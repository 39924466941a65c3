use thiserror::Error;
use uuid::Uuid;

use crate::walk::WalkState;

// Main Application Error Type

#[derive(Error, Debug)]
pub enum AppError {
    #[error("Configuration Error: {0}")]
    Config(#[from] ConfigError),
    #[error("Walk Error: {0}")]
    Walk(#[from] WalkError),
    #[error("Tracking Error: {0}")]
    Tracking(#[from] TrackingError),
    #[error("Storage Error: {0}")]
    Storage(#[from] StorageError),
    #[error("Remote Config Error: {0}")]
    RemoteConfig(#[from] RemoteConfigError),
    #[error("Data Fetch Error: {0}")]
    DataFetch(#[from] DataFetchError),
    #[error("Missing component: {0}")]
    MissingComponent(&'static str),
}

#[derive(Error, Debug)]
pub enum ConfigError {
    #[error("Failed to load configuration: {0}")]
    Load(#[from] config::ConfigError),
    #[error("Invalid configuration value for {field}: {reason}")]
    Invalid { field: &'static str, reason: String },
}

// Location tracking errors. PermissionDenied is the only blocking one.
#[derive(Error, Debug, Clone, PartialEq)]
pub enum TrackingError {
    #[error("Location permission was denied.")]
    PermissionDenied,
    #[error("Location provider is unavailable: {0}")]
    ProviderUnavailable(String),
    #[error("Location fix failed: {0}")]
    ProviderTransient(String),
    #[error("Background task error: {0}")]
    BackgroundTask(String),
    #[error("Relay store error: {0}")]
    Relay(String),
}

#[derive(Error, Debug, Clone, PartialEq)]
pub enum DataFetchError {
    #[error("Pokemon {0} was not found")]
    NotFound(u32),
    #[error("Network failure: {0}")]
    Network(String),
    #[error("Failed to decode response: {0}")]
    Decode(String),
}

#[derive(Error, Debug)]
pub enum StorageError {
    #[error("Storage I/O failed: {0}")]
    Io(#[from] std::io::Error),
    #[error("Failed to (de)serialize stored value: {0}")]
    Serialization(#[from] serde_json::Error),
    #[error("Storage backend failure: {0}")]
    Backend(String),
}

#[derive(Error, Debug)]
pub enum RemoteConfigError {
    #[error("Failed to fetch remote config: {0}")]
    Fetch(String),
    #[error("Failed to decode remote config: {0}")]
    Decode(#[from] serde_json::Error),
    #[error("Failed to read remote config: {0}")]
    Io(#[from] std::io::Error),
}

#[derive(Error, Debug, Clone, PartialEq)]
pub enum CaptureError {
    #[error("No {0} left in the bag!")]
    EmptyBag(String),
    #[error("{0} is not a Poke Ball.")]
    UnknownBall(String),
    #[error("{0} cannot be fed to a wild Pokemon.")]
    UnknownBerry(String),
    #[error("No {0} left!")]
    NoBerries(String),
    #[error("A berry is already active.")]
    BerryAlreadyActive,
    #[error("Encounter {0} was already resolved.")]
    AlreadyResolved(Uuid),
    #[error("Encounter {0} is not in the walk summary.")]
    EncounterNotFound(Uuid),
}

#[derive(Error, Debug, Clone, PartialEq)]
pub enum ShopError {
    #[error("Not enough coins: need {needed}, have {available}.")]
    InsufficientFunds { needed: u32, available: u32 },
    #[error("{0} is not for sale.")]
    NotForSale(String),
    #[error("Quantity must be greater than zero.")]
    InvalidQuantity,
}

#[derive(Error, Debug)]
pub enum WalkError {
    #[error("Cannot {action} while the walk is {state:?}.")]
    InvalidTransition {
        action: &'static str,
        state: WalkState,
    },
    #[error("Tracking failed: {0}")]
    Tracking(#[from] TrackingError),
}
use std::path::Path;
use std::time::Duration;

use serde::Deserialize;

use crate::error::ConfigError;

const ENV_PREFIX: &str = "POKEWALK";

/// Top level settings for a walking session and everything it drives.
#[derive(Debug, Clone, Default, Deserialize)]
#[serde(default)]
pub struct Configuration {
    pub tracking: TrackingSettings,
    pub generation: GenerationSettings,
    pub capture: CaptureSettings,
    pub persistence: PersistenceSettings,
    pub remote: RemoteSettings,
    pub walk: WalkSettings,
}

/// Which tracking strategy to run.
#[derive(Debug, Clone, Copy, PartialEq, Eq, Default, Deserialize)]
#[serde(rename_all = "snake_case")]
pub enum StrategyPreference {
    /// Probe the runtime and pick the best strategy it supports.
    #[default]
    Auto,
    /// Always use the in-process location watch.
    Watch,
    /// Always use the OS background task with the relay store.
    Background,
}

#[derive(Debug, Clone, Deserialize)]
#[serde(default)]
pub struct TrackingSettings {
    pub min_interval_ms: u64,
    pub min_distance_meters: f64,
    pub relay_sync_interval_ms: u64,
    pub strategy: StrategyPreference,
}

impl Default for TrackingSettings {
    fn default() -> Self {
        Self {
            min_interval_ms: 5000,
            min_distance_meters: 10.0,
            relay_sync_interval_ms: 5000,
            strategy: StrategyPreference::Auto,
        }
    }
}

impl TrackingSettings {
    pub fn min_interval(&self) -> Duration {
        Duration::from_millis(self.min_interval_ms)
    }

    pub fn relay_sync_interval(&self) -> Duration {
        Duration::from_millis(self.relay_sync_interval_ms)
    }
}

#[derive(Debug, Clone, Deserialize)]
#[serde(default)]
pub struct GenerationSettings {
    pub check_distance_meters: f64,
    pub pokemon_probability: f64,
    pub item_probability: f64,
    pub shiny_probability: f64,
    pub shiny_charm_multiplier: f64,
    pub max_spawn_attempts: u32,
    pub dex_count: u32,
    /// Suppress species without a boosted type while a type event runs.
    pub suppress_unboosted: bool,
}

impl Default for GenerationSettings {
    fn default() -> Self {
        Self {
            check_distance_meters: 50.0,
            pokemon_probability: 0.3,
            item_probability: 0.15,
            shiny_probability: 1.0 / 4096.0,
            shiny_charm_multiplier: 3.0,
            max_spawn_attempts: 5,
            dex_count: 251,
            suppress_unboosted: true,
        }
    }
}

#[derive(Debug, Clone, Deserialize)]
#[serde(default)]
pub struct CaptureSettings {
    pub resolution_delay_ms: u64,
    pub lucky_egg_multiplier: f64,
    pub lucky_egg_notice_delay_ms: u64,
}

impl Default for CaptureSettings {
    fn default() -> Self {
        Self {
            resolution_delay_ms: 1200,
            lucky_egg_multiplier: 2.0,
            lucky_egg_notice_delay_ms: 2000,
        }
    }
}

impl CaptureSettings {
    pub fn resolution_delay(&self) -> Duration {
        Duration::from_millis(self.resolution_delay_ms)
    }

    pub fn lucky_egg_notice_delay(&self) -> Duration {
        Duration::from_millis(self.lucky_egg_notice_delay_ms)
    }
}

#[derive(Debug, Clone, Deserialize)]
#[serde(default)]
pub struct PersistenceSettings {
    pub debounce_ms: u64,
    pub data_dir: Option<String>,
}

impl Default for PersistenceSettings {
    fn default() -> Self {
        Self {
            debounce_ms: 1000,
            data_dir: None,
        }
    }
}

impl PersistenceSettings {
    pub fn debounce(&self) -> Duration {
        Duration::from_millis(self.debounce_ms)
    }
}

#[derive(Debug, Clone, Deserialize)]
#[serde(default)]
pub struct RemoteSettings {
    pub cache_ttl_secs: u64,
    pub config_path: Option<String>,
}

impl Default for RemoteSettings {
    fn default() -> Self {
        Self {
            cache_ttl_secs: 300,
            config_path: None,
        }
    }
}

impl RemoteSettings {
    pub fn cache_ttl(&self) -> Duration {
        Duration::from_secs(self.cache_ttl_secs)
    }
}

#[derive(Debug, Clone, Deserialize)]
#[serde(default)]
pub struct WalkSettings {
    /// Walks shorter than this with no encounters do not raise the summary signal.
    pub summary_min_distance_meters: f64,
}

impl Default for WalkSettings {
    fn default() -> Self {
        Self {
            summary_min_distance_meters: 10.0,
        }
    }
}

impl Configuration {
    /// Load from an optional file, then apply `POKEWALK__SECTION__FIELD` overrides.
    pub fn load(path: Option<&Path>) -> Result<Self, ConfigError> {
        let mut builder = config::Config::builder();
        if let Some(path) = path {
            builder = builder.add_source(config::File::from(path).required(false));
        }
        let configuration: Configuration = builder
            .add_source(
                config::Environment::with_prefix(ENV_PREFIX)
                    .separator("__")
                    .try_parsing(true),
            )
            .build()?
            .try_deserialize()?;
        configuration.validate()?;
        Ok(configuration)
    }

    /// Validate configuration values
    pub fn validate(&self) -> Result<(), ConfigError> {
        let generation = &self.generation;
        if generation.check_distance_meters <= 0.0 {
            return Err(invalid(
                "generation.check_distance_meters",
                "must be greater than 0",
            ));
        }
        for (field, value) in [
            ("generation.pokemon_probability", generation.pokemon_probability),
            ("generation.item_probability", generation.item_probability),
            ("generation.shiny_probability", generation.shiny_probability),
        ] {
            if !(0.0..=1.0).contains(&value) {
                return Err(invalid(field, "must be between 0.0 and 1.0"));
            }
        }
        if generation.pokemon_probability + generation.item_probability > 1.0 {
            return Err(invalid(
                "generation.pokemon_probability",
                "pokemon and item probabilities must not exceed 1.0 together",
            ));
        }
        if generation.max_spawn_attempts == 0 {
            return Err(invalid(
                "generation.max_spawn_attempts",
                "must be greater than 0",
            ));
        }
        if generation.dex_count == 0 {
            return Err(invalid("generation.dex_count", "must be greater than 0"));
        }
        if self.tracking.min_distance_meters < 0.0 {
            return Err(invalid(
                "tracking.min_distance_meters",
                "must not be negative",
            ));
        }
        if self.tracking.relay_sync_interval_ms == 0 {
            return Err(invalid(
                "tracking.relay_sync_interval_ms",
                "must be greater than 0",
            ));
        }
        if self.capture.lucky_egg_multiplier < 1.0 {
            return Err(invalid(
                "capture.lucky_egg_multiplier",
                "must be at least 1.0",
            ));
        }
        Ok(())
    }
}

fn invalid(field: &'static str, reason: &str) -> ConfigError {
    ConfigError::Invalid {
        field,
        reason: reason.to_string(),
    }
}
use jvmreq_core::{ExecutionMode, JavaConstraint, LocalFs, ResolveContext};
use jvmreq_utils::coerce_version;
use semver::Version;
use tracing::debug;

use crate::daemon_jvm::get_jvm_configuration;

/// Java baseline assumed when nothing pins the runtime on the host
const HOST_JAVA_MAJOR: u64 = 8;

/// Java major assumed in a container when the Gradle version is unknown
const UNSPECIFIED_GRADLE_JAVA_MAJOR: u64 = 11;

/// Java major for Gradle versions past every bound below
const LATEST_JAVA_MAJOR: u64 = 17;

/// Exclusive upper Gradle bound and the Java major required below it, in ascending order
const GRADLE_JAVA_COMPATIBILITY: &[((u64, u64, u64), u64)] =
    &[((5, 0, 0), 8), ((7, 0, 0), 11), ((7, 3, 0), 16)];

/// Resolve the Java constraint a Gradle build needs
///
/// Layers are tried in order until one answers:
/// 1. a `toolchainVersion` in the daemon JVM properties next to `wrapper_path`
/// 2. the host baseline `^8.0.0` for any mode that is not containerized
/// 3. the Gradle to Java compatibility table
///
/// Never fails; an unknown Gradle version in a container maps to `^11.0.0`.
pub async fn get_java_constraint(
    fs: &dyn LocalFs,
    ctx: &ResolveContext,
    gradle_version: Option<&str>,
    wrapper_path: &str,
) -> JavaConstraint {
    if let Some(toolchain_version) = get_jvm_configuration(fs, wrapper_path).await {
        debug!(%toolchain_version, "using daemon JVM toolchain");
        return JavaConstraint::caret(toolchain_version);
    }

    let constraint =
        host_baseline(ctx.mode).unwrap_or_else(|| compatible_java(gradle_version));
    debug!(mode = %ctx.mode, ?gradle_version, %constraint, "resolved java constraint");
    constraint
}

fn host_baseline(mode: ExecutionMode) -> Option<JavaConstraint> {
    (!mode.is_containerized()).then(|| JavaConstraint::caret(HOST_JAVA_MAJOR))
}

fn compatible_java(gradle_version: Option<&str>) -> JavaConstraint {
    let Some(version) = gradle_version.and_then(coerce_version) else {
        return JavaConstraint::caret(UNSPECIFIED_GRADLE_JAVA_MAJOR);
    };
    let major = GRADLE_JAVA_COMPATIBILITY
        .iter()
        .find(|((major, minor, patch), _)| version < Version::new(*major, *minor, *patch))
        .map_or(LATEST_JAVA_MAJOR, |(_, java_major)| *java_major);
    JavaConstraint::caret(major)
}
---+---
TASK TO COMPLETE = Output only the lines that run from the one containing "let major = GRADLE_JAVA_COMPATIBILITY" through the last line of the material above, both included.

RESPONSE =
    let major = GRADLE_JAVA_COMPATIBILITY
        .iter()
        .find(|((major, minor, patch), _)| version < Version::new(*major, *minor, *patch))
        .map_or(LATEST_JAVA_MAJOR, |(_, java_major)| *java_major);
    JavaConstraint::caret(major)
}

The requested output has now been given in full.